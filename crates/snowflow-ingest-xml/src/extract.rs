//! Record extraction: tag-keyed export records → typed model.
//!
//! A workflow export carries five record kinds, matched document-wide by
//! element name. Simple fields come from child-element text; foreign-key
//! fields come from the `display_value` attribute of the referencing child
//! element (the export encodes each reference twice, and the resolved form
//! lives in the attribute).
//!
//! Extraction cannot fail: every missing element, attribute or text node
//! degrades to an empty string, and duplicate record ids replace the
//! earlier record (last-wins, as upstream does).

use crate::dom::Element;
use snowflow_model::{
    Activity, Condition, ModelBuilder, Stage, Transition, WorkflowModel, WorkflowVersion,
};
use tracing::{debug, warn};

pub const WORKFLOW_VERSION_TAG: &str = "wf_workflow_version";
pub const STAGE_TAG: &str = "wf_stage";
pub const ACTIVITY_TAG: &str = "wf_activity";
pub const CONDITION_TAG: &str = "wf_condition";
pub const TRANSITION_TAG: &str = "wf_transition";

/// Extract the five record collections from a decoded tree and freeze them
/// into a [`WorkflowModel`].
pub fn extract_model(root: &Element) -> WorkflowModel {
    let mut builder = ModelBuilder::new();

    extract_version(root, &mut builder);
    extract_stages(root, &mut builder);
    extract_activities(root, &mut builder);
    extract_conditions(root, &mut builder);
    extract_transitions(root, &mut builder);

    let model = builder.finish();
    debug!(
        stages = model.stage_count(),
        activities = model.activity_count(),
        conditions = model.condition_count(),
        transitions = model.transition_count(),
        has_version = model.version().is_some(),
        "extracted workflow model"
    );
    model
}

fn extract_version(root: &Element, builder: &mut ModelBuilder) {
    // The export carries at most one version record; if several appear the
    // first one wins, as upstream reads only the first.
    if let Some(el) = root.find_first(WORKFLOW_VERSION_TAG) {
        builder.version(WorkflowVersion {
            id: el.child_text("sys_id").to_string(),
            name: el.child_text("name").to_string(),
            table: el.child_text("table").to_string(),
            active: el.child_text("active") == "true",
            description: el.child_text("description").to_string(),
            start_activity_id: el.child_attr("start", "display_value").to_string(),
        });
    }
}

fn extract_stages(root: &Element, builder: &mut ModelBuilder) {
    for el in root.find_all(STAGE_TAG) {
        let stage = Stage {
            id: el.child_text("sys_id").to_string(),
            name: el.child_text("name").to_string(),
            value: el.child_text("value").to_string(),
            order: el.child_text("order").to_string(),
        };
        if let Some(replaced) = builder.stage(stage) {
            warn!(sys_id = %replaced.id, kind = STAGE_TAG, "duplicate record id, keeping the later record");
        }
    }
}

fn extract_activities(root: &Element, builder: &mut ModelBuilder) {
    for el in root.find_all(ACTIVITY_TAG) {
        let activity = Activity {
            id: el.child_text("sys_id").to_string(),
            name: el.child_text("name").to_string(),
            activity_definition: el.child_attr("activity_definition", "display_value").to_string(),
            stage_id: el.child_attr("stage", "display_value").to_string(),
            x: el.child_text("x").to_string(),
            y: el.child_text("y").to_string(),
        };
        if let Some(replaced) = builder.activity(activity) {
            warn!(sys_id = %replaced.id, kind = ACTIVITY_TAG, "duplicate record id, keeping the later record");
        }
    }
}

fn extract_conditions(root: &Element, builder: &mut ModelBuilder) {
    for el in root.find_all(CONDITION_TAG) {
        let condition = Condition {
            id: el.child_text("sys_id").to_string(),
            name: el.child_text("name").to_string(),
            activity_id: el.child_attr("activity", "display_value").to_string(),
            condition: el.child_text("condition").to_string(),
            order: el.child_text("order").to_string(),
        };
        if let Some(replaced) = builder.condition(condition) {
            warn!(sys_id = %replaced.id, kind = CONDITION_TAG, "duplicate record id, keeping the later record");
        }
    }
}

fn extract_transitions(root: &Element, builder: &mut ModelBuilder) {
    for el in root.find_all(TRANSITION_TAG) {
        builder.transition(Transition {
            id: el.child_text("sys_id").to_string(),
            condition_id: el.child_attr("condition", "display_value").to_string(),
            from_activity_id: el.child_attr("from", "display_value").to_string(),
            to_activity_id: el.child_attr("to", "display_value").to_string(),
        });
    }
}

* * * * * * * * *

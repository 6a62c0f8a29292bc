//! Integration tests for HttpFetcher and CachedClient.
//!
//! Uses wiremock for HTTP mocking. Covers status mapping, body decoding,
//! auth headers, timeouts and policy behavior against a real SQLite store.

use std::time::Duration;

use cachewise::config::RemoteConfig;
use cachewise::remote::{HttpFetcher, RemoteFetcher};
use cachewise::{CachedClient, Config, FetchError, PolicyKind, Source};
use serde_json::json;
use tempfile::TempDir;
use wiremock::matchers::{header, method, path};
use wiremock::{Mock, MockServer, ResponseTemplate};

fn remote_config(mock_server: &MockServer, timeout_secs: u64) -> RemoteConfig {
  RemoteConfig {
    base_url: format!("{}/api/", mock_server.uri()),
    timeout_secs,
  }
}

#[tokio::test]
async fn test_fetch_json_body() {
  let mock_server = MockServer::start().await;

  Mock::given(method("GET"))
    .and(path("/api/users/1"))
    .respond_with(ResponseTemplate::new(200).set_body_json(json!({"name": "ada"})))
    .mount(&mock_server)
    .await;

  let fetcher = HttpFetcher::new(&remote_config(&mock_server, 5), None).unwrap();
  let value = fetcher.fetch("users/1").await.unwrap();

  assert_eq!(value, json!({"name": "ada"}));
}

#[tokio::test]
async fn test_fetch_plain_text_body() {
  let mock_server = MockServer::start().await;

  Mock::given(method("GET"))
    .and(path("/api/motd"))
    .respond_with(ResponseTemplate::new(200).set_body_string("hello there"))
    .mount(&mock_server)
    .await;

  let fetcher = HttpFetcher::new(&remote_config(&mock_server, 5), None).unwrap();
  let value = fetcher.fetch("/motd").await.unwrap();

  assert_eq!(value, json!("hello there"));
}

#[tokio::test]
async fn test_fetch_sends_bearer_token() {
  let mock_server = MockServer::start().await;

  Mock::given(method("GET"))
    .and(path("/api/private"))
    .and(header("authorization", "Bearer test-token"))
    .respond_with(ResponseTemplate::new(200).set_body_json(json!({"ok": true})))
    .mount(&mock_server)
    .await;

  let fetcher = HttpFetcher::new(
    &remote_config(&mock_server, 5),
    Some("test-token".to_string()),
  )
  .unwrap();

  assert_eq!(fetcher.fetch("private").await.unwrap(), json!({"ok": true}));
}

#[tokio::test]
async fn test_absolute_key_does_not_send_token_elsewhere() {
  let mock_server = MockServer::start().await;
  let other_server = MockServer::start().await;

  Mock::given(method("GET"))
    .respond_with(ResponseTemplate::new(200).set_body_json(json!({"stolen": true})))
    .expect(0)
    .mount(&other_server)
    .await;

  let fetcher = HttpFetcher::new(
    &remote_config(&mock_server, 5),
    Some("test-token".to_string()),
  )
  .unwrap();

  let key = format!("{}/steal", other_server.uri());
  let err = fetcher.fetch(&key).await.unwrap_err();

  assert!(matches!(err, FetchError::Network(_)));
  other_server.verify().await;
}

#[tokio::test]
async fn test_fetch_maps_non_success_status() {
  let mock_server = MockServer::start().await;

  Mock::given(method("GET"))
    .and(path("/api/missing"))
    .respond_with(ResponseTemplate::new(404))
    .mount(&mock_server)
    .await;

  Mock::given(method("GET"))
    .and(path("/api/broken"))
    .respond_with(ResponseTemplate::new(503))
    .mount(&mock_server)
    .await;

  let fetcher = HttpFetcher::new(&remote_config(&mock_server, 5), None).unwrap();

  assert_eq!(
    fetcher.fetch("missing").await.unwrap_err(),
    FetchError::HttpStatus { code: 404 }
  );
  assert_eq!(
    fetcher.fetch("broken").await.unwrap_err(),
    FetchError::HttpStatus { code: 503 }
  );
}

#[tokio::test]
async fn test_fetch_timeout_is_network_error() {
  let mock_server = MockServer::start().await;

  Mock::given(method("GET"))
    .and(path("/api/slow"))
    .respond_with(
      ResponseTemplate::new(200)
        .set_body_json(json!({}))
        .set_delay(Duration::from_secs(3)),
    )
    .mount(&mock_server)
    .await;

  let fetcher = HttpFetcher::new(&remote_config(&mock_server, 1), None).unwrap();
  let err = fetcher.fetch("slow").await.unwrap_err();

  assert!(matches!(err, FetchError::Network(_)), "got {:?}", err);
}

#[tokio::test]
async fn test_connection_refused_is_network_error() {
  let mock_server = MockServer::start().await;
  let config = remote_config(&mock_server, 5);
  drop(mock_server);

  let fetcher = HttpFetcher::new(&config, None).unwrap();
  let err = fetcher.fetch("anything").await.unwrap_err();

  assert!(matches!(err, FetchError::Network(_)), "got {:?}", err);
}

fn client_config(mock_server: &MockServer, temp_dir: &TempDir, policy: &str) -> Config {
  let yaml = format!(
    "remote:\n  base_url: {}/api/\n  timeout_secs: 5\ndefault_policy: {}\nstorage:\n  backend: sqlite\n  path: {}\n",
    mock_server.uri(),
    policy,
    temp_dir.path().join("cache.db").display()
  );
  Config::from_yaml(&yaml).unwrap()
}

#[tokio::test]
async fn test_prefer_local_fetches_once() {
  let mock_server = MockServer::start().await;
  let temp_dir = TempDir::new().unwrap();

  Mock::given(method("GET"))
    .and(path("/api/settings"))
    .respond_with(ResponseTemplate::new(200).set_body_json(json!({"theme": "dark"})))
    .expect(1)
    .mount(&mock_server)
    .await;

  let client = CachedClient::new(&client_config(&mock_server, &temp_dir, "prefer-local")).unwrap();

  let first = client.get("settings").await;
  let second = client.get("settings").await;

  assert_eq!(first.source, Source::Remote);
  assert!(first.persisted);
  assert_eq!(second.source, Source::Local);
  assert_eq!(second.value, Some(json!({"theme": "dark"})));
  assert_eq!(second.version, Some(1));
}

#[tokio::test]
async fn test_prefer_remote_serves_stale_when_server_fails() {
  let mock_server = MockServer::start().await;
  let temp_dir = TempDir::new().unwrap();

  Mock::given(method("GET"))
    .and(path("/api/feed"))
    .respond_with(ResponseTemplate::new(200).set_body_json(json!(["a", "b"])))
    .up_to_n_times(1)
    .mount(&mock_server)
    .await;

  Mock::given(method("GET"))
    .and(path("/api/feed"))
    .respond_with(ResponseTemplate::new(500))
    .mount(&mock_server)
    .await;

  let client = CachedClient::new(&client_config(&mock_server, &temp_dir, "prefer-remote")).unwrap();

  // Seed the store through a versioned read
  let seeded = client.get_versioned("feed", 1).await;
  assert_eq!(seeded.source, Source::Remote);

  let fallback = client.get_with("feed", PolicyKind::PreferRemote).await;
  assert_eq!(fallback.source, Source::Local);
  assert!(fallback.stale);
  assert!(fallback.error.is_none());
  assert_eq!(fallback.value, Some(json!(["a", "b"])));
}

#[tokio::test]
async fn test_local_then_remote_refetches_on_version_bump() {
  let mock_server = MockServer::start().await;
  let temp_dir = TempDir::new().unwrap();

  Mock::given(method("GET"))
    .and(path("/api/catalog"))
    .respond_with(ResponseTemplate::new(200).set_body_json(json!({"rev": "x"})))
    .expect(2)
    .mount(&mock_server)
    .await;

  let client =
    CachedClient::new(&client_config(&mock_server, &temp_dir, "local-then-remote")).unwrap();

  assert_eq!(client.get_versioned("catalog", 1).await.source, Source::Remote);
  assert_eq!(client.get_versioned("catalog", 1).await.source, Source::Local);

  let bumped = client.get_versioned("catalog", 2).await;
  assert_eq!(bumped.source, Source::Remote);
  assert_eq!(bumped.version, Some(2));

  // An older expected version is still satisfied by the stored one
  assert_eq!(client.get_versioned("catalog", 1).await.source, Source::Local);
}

* * * * * * * * *

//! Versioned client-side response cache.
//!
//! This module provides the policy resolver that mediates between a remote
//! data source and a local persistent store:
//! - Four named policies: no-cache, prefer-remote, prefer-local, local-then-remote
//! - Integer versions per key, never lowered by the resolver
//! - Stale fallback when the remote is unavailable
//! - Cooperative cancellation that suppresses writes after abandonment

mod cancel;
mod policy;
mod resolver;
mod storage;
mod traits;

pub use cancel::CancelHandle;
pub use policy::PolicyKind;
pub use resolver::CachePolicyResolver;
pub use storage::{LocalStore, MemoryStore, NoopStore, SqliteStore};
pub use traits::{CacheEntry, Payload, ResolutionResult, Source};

* * * * * * * * *

• PROBLEM STATEMENT:
Return only the stretch of the material above from the line holding "filename crates/snowflow-ingest-xml/src/extract.rs" through the line holding "ids replace the", copied exactly.

• REPLY TO THE TASK:
filename crates/snowflow-ingest-xml/src/extract.rs
//! Record extraction: tag-keyed export records → typed model.
//!
//! A workflow export carries five record kinds, matched document-wide by
//! element name. Simple fields come from child-element text; foreign-key
//! fields come from the `display_value` attribute of the referencing child
//! element (the export encodes each reference twice, and the resolved form
//! lives in the attribute).
//!
//! Extraction cannot fail: every missing element, attribute or text node
//! degrades to an empty string, and duplicate record ids replace the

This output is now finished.